University COVID-19 Update


EU directors and members speak on their situation in July and answer related questions.

by Lee Freeland

In a July 23 webinar, the Elevator U (EU) Board of Directors, representing five universities in the U.S. and Canada, discussed and updated attendees on what is happening at their academic facilities related to the COVID-19 pandemic and fall opening. Eddie Morris of the University of Virginia (UV) began by explaining that his in-house maintenance crews worked from home when possible beginning in mid-March. “As many other universities, we’re in financial crisis,” he said. However, 90% of students were expected to return when doors opened mid-August.

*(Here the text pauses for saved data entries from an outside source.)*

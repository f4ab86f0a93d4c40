use sea_orm_migration::prelude::*;

use crate::m20250101_000001_people_and_positions::Employee;

#[derive(DeriveIden)]
enum Task {
    Table,
    Id,
    EmployeeId,
    Name,
    Owner,
    Status,
    DueDate,
    Comments,
    Category,
    Year,
    SchemaVersion,
}

#[derive(DeriveIden)]
enum HrRequest {
    Table,
    Id,
    EmployeeId,
    RequestType,
    Status,
    Description,
    AssignedTo,
    CreatedAt,
    UpdatedAt,
    SchemaVersion,
}

#[derive(DeriveIden)]
enum OnboardingRecord {
    Table,
    Id,
    EmployeeId,
    AssignedHrName,
    Comments,
    InitiatedAt,
    SchemaVersion,
}

#[derive(DeriveIden)]
enum SeparationRecord {
    Table,
    Id,
    EmployeeId,
    AssignedHrName,
    FinalSettlementReceived,
    InitiatedAt,
    SchemaVersion,
}

#[derive(DeriveIden)]
enum PerformanceRecord {
    Table,
    Id,
    EmployeeId,
    Year,
    AssignedReviewer,
    InitiatedAt,
    Comments,
    SchemaVersion,
}

fn employee_fk<T: IntoIden + 'static>(name: &str, table: T, column: T) -> ForeignKeyCreateStatement {
    ForeignKey::create()
        .name(name)
        .from(table, column)
        .to(Employee::Table, Employee::Id)
        .on_delete(ForeignKeyAction::Restrict)
        .on_update(ForeignKeyAction::Cascade)
        .to_owned()
}

fn id_col<T: IntoIden>(column: T) -> ColumnDef {
    ColumnDef::new(column)
        .integer()
        .not_null()
        .auto_increment()
        .primary_key()
        .to_owned()
}

fn schema_version_col<T: IntoIden>(column: T) -> ColumnDef {
    ColumnDef::new(column)
        .small_integer()
        .not_null()
        .default(1)
        .to_owned()
}

#[derive(DeriveMigrationName)]
pub struct Migration;

#[async_trait::async_trait]
impl MigrationTrait for Migration {
    async fn up(&self, manager: &SchemaManager) -> Result<(), DbErr> {
        manager
            .create_table(
                Table::create()
                    .table(Task::Table)
                    .if_not_exists()
                    .col(&mut id_col(Task::Id))
                    .col(ColumnDef::new(Task::EmployeeId).integer().not_null())
                    .col(ColumnDef::new(Task::Name).string_len(256).not_null())
                    .col(ColumnDef::new(Task::Owner).string_len(256).not_null())
                    .col(
                        ColumnDef::new(Task::Status)
                            .string_len(32)
                            .not_null()
                            .default("Not Started"),
                    )
                    .col(ColumnDef::new(Task::DueDate).date())
                    .col(ColumnDef::new(Task::Comments).text())
                    .col(
                        ColumnDef::new(Task::Category)
                            .string_len(32)
                            .not_null()
                            .default("Onboarding"),
                    )
                    .col(ColumnDef::new(Task::Year).integer())
                    .col(&mut schema_version_col(Task::SchemaVersion))
                    .foreign_key(&mut employee_fk("fk_task_employee", Task::Table, Task::EmployeeId))
                    .to_owned(),
            )
            .await?;

        manager
            .create_index(
                Index::create()
                    .if_not_exists()
                    .name("idx_task_employee_category")
                    .table(Task::Table)
                    .col(Task::EmployeeId)
                    .col(Task::Category)
                    .to_owned(),
            )
            .await?;

        manager
            .create_index(
                Index::create()
                    .if_not_exists()
                    .name("idx_task_category")
                    .table(Task::Table)
                    .col(Task::Category)
                    .to_owned(),
            )
            .await?;

        manager
            .create_table(
                Table::create()
                    .table(HrRequest::Table)
                    .if_not_exists()
                    .col(&mut id_col(HrRequest::Id))
                    .col(ColumnDef::new(HrRequest::EmployeeId).integer().not_null())
                    .col(
                        ColumnDef::new(HrRequest::RequestType)
                            .string_len(256)
                            .not_null(),
                    )
                    .col(
                        ColumnDef::new(HrRequest::Status)
                            .string_len(32)
                            .not_null()
                            .default("New"),
                    )
                    .col(ColumnDef::new(HrRequest::Description).text())
                    .col(ColumnDef::new(HrRequest::AssignedTo).string_len(256))
                    .col(
                        ColumnDef::new(HrRequest::CreatedAt)
                            .timestamp_with_time_zone()
                            .not_null(),
                    )
                    .col(
                        ColumnDef::new(HrRequest::UpdatedAt)
                            .timestamp_with_time_zone()
                            .not_null(),
                    )
                    .col(&mut schema_version_col(HrRequest::SchemaVersion))
                    .foreign_key(&mut employee_fk(
                        "fk_hr_request_employee",
                        HrRequest::Table,
                        HrRequest::EmployeeId,
                    ))
                    .to_owned(),
            )
            .await?;

        manager
            .create_index(
                Index::create()
                    .if_not_exists()
                    .name("idx_hr_request_employee")
                    .table(HrRequest::Table)
                    .col(HrRequest::EmployeeId)
                    .to_owned(),
            )
            .await?;

        manager
            .create_table(
                Table::create()
                    .table(OnboardingRecord::Table)
                    .if_not_exists()
                    .col(&mut id_col(OnboardingRecord::Id))
                    .col(
                        ColumnDef::new(OnboardingRecord::EmployeeId)
                            .integer()
                            .not_null(),
                    )
                    .col(
                        ColumnDef::new(OnboardingRecord::AssignedHrName)
                            .string_len(256)
                            .not_null(),
                    )
                    .col(
                        ColumnDef::new(OnboardingRecord::Comments)
                            .text()
                            .not_null()
                            .default(""),
                    )
                    .col(
                        ColumnDef::new(OnboardingRecord::InitiatedAt)
                            .timestamp_with_time_zone()
                            .not_null(),
                    )
                    .col(&mut schema_version_col(OnboardingRecord::SchemaVersion))
                    .foreign_key(&mut employee_fk(
                        "fk_onboarding_record_employee",
                        OnboardingRecord::Table,
                        OnboardingRecord::EmployeeId,
                    ))
                    .to_owned(),
            )
            .await?;

        manager
            .create_index(
                Index::create()
                    .if_not_exists()
                    .name("uq_onboarding_record_employee")
                    .table(OnboardingRecord::Table)
                    .col(OnboardingRecord::EmployeeId)
                    .unique()
                    .to_owned(),
            )
            .await?;

        manager
            .create_table(
                Table::create()
                    .table(SeparationRecord::Table)
                    .if_not_exists()
                    .col(&mut id_col(SeparationRecord::Id))
                    .col(
                        ColumnDef::new(SeparationRecord::EmployeeId)
                            .integer()
                            .not_null(),
                    )
                    .col(
                        ColumnDef::new(SeparationRecord::AssignedHrName)
                            .string_len(256)
                            .not_null(),
                    )
                    .col(
                        ColumnDef::new(SeparationRecord::FinalSettlementReceived)
                            .boolean()
                            .not_null()
                            .default(false),
                    )
                    .col(
                        ColumnDef::new(SeparationRecord::InitiatedAt)
                            .timestamp_with_time_zone()
                            .not_null(),
                    )
                    .col(&mut schema_version_col(SeparationRecord::SchemaVersion))
                    .foreign_key(&mut employee_fk(
                        "fk_separation_record_employee",
                        SeparationRecord::Table,
                        SeparationRecord::EmployeeId,
                    ))
                    .to_owned(),
            )
            .await?;

        manager
            .create_index(
                Index::create()
                    .if_not_exists()
                    .name("uq_separation_record_employee")
                    .table(SeparationRecord::Table)
                    .col(SeparationRecord::EmployeeId)
                    .unique()
                    .to_owned(),
            )
            .await?;

        manager
            .create_table(
                Table::create()
                    .table(PerformanceRecord::Table)
                    .if_not_exists()
                    .col(&mut id_col(PerformanceRecord::Id))
                    .col(
                        ColumnDef::new(PerformanceRecord::EmployeeId)
                            .integer()
                            .not_null(),
                    )
                    .col(ColumnDef::new(PerformanceRecord::Year).integer().not_null())
                    .col(
                        ColumnDef::new(PerformanceRecord::AssignedReviewer)
                            .string_len(256)
                            .not_null(),
                    )
                    .col(
                        ColumnDef::new(PerformanceRecord::InitiatedAt)
                            .timestamp_with_time_zone()
                            .not_null(),
                    )
                    .col(ColumnDef::new(PerformanceRecord::Comments).text())
                    .col(&mut schema_version_col(PerformanceRecord::SchemaVersion))
                    .foreign_key(&mut employee_fk(
                        "fk_performance_record_employee",
                        PerformanceRecord::Table,
                        PerformanceRecord::EmployeeId,
                    ))
                    .to_owned(),
            )
            .await?;

        // One review cycle per employee and year.
        manager
            .create_index(
                Index::create()
                    .if_not_exists()
                    .name("uq_performance_record_employee_year")
                    .table(PerformanceRecord::Table)
                    .col(PerformanceRecord::EmployeeId)
                    .col(PerformanceRecord::Year)
                    .unique()
                    .to_owned(),
            )
            .await
    }

    async fn down(&self, manager: &SchemaManager) -> Result<(), DbErr> {
        manager
            .drop_table(
                Table::drop()
                    .table(PerformanceRecord::Table)
                    .if_exists()
                    .to_owned(),
            )
            .await?;
        manager
            .drop_table(
                Table::drop()
                    .table(SeparationRecord::Table)
                    .if_exists()
                    .to_owned(),
            )
            .await?;
        manager
            .drop_table(
                Table::drop()
                    .table(OnboardingRecord::Table)
                    .if_exists()
                    .to_owned(),
            )
            .await?;
        manager
            .drop_table(Table::drop().table(HrRequest::Table).if_exists().to_owned())
            .await?;
        manager
            .drop_table(Table::drop().table(Task::Table).if_exists().to_owned())
            .await
    }
}
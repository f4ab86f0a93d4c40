use chrono::NaiveDate;
use entity::{SCHEMA_VERSION, employee, employee::Operator};
use sea_orm::{
    ActiveModelTrait, ActiveValue::Set, ColumnTrait, ConnectionTrait, EntityTrait, PaginatorTrait,
    QueryFilter, QueryOrder,
};
use tracing::debug;

use super::{MAX_NAME_LEN, optional_text, required_text};
use crate::error::{HrError, HrResult};

pub const HR_DEPARTMENT: &str = "Human Resources";
const EXCLUDED_HR_POSITION: &str = "Driver";

#[derive(Clone, Debug)]
pub struct NewEmployee {
    pub name: String,
    pub operator: Operator,
    pub department: String,
    pub position: String,
    pub grade: Option<String>,
    pub date_joined: Option<NaiveDate>,
}

impl NewEmployee {
    pub(crate) fn into_active_model(self) -> HrResult<employee::ActiveModel> {
        Ok(employee::ActiveModel {
            name: Set(required_text("name", &self.name)?),
            operator: Set(self.operator),
            department: Set(required_text("department", &self.department)?),
            position: Set(required_text("position", &self.position)?),
            grade: Set(optional_text("grade", self.grade, MAX_NAME_LEN)?),
            date_joined: Set(self.date_joined),
            schema_version: Set(SCHEMA_VERSION),
            ..Default::default()
        })
    }
}

pub async fn all<C>(db: &C) -> HrResult<Vec<employee::Model>>
where
    C: ConnectionTrait,
{
    Ok(employee::Entity::find()
        .order_by_asc(employee::Column::Id)
        .all(db)
        .await?)
}

pub async fn by_id<C>(db: &C, id: i32) -> HrResult<Option<employee::Model>>
where
    C: ConnectionTrait,
{
    Ok(employee::Entity::find_by_id(id).one(db).await?)
}

/// Like [`by_id`] but a missing employee is an error.
pub async fn require<C>(db: &C, id: i32) -> HrResult<employee::Model>
where
    C: ConnectionTrait,
{
    by_id(db, id)
        .await?
        .ok_or_else(|| HrError::not_found("employee", id))
}

pub async fn add<C>(db: &C, input: NewEmployee) -> HrResult<employee::Model>
where
    C: ConnectionTrait,
{
    let model = input.into_active_model()?.insert(db).await?;
    debug!(employee_id = model.id, "employee added");
    Ok(model)
}

pub async fn count<C>(db: &C) -> HrResult<u64>
where
    C: ConnectionTrait,
{
    Ok(employee::Entity::find().count(db).await?)
}

/// Members of Human Resources who can own process checklists (drivers excluded).
pub async fn hr_team<C>(db: &C) -> HrResult<Vec<employee::Model>>
where
    C: ConnectionTrait,
{
    Ok(employee::Entity::find()
        .filter(employee::Column::Department.eq(HR_DEPARTMENT))
        .filter(employee::Column::Position.ne(EXCLUDED_HR_POSITION))
        .order_by_asc(employee::Column::Id)
        .all(db)
        .await?)
}
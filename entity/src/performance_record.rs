use sea_orm::entity::prelude::*;

/// One review cycle for an employee. Unique per (employee_id, year).
#[derive(Clone, Debug, PartialEq, Eq, DeriveEntityModel)]
#[sea_orm(table_name = "performance_record")]
pub struct Model {
    #[sea_orm(primary_key)]
    pub id: i32,
    #[sea_orm(indexed)]
    pub employee_id: i32,
    pub year: i32,
    pub assigned_reviewer: String,
    pub initiated_at: DateTimeWithTimeZone,
    pub comments: Option<String>,
    pub schema_version: i16,
}

#[derive(Copy, Clone, Debug, EnumIter, DeriveRelation)]
pub enum Relation {
    #[sea_orm(
        belongs_to = "super::employee::Entity",
        from = "Column::EmployeeId",
        to = "super::employee::Column::Id"
    )]
    Employee,
}

impl Related<super::employee::Entity> for Entity {
    fn to() -> RelationDef {
        Relation::Employee.def()
    }
}

impl ActiveModelBehavior for ActiveModel {}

Chairman Martin Culp of the University of Maryland also said its students were told not to come back in March. Culp had the contractor provide the university with exclusive technicians, at least two at any given time, although there was little activity on campus. Employees went back to full-time work in July, though elevator shop workers were on staggered shifts. Plans for this fall are for a hybrid curriculum. Brad Haldeman of Penn State University said his school is in a similar situation. He added that a group on campus is working with its elevator technicians to put different chemicals on buttons, test their antiviral effectiveness, then swap buttons and repeat the process indefinitely to find what works best. The on-campus student count is likely to be limited to 8,900.

Long-time member Terri McMahon of the University of Michigan (UM) explained that, in addition to following all state COVID-19-related protocols, a stay-at-home order was put in place, and only two elevator technicians were on campus. They were also not allowed to work together; all two-man work was deferred, as were inspections and tests. Now that safety tests have resumed, they are conducted with technicians wearing both safety masks and face shields. This is, at least, a good chance for preventive maintenance on otherwise busy units to be undertaken, she added. For the fall, any class considered “large” will be virtual. “Medium” will be hybrid, and labs will be in-person, but diminished attendance to allow for 6-ft social distancing will apply. The campus hospital elevators have been busy, as the maximum capacity of any unit is four, denoted by signage in each elevator. Some smaller units may allow only a single rider. This means “a lot more wear and tear on the equipment, so preventive maintenance has become more important than it normally is,” she explained, adding that UM is also in a budget crisis.

Steve Pydynowski of Illinois State University (ISU) said its contractor continued to have onsite technicians, while other employees worked from home. It also expects fewer students to come back in the fall and live on campus, making the load on the elevators lighter. There will no longer be quad-occupancy rooms, and some rooms will be designated as quarantine rooms.

Dave Sweet of York University in Toronto said, “I think we have a lot of the same issues as the American universities.” It has three elevator mechanics onsite who worked throughout the pandemic, and tradespeople worked in staggered shifts in five zones. They have since returned full-time, and provincial inspections are back in full swing. Five thousand students are expected to return to live on campus in the fall, but most classes will be online. Building-wise, approximately 25% will be used next semester, a figure in line with other Canadian universities.

A question-and-answer session then took place. One was posed about placing such items as hand sanitizer in the car. Culp, McMahon and Tom Sybert of C.J. Anderson & Co. explained that ASME A17.1 disallows anything that does not pertain to operation of the elevator to remain inside the car.

Another asked how the revised number of passengers in a car is calculated. McMahon answered that the square footage of the car is divided by six.
Fielding a question about cab air sanitization and UV-C products, McMahon said UM budgetary concerns are not allowing their purchase there.

Pydynowski said ISU is in a similar situation and was still in the investigation stage of which product(s) may be the most prudent to purchase. Morris said UV has apparently determined that air-filtrations will give “the best bang for the buck.” Pydynowski explained that at ISU, they have been covering all operating panels with plastic, which can be cleaned, instead of having to spray the buttons and risk damage.

Sybert wrapped up the talk by saying professionals should wear masks, wash hands and try not to overreact, while promoting this behavior to others. The full webinar is available at bit.ly/3hOL9EW.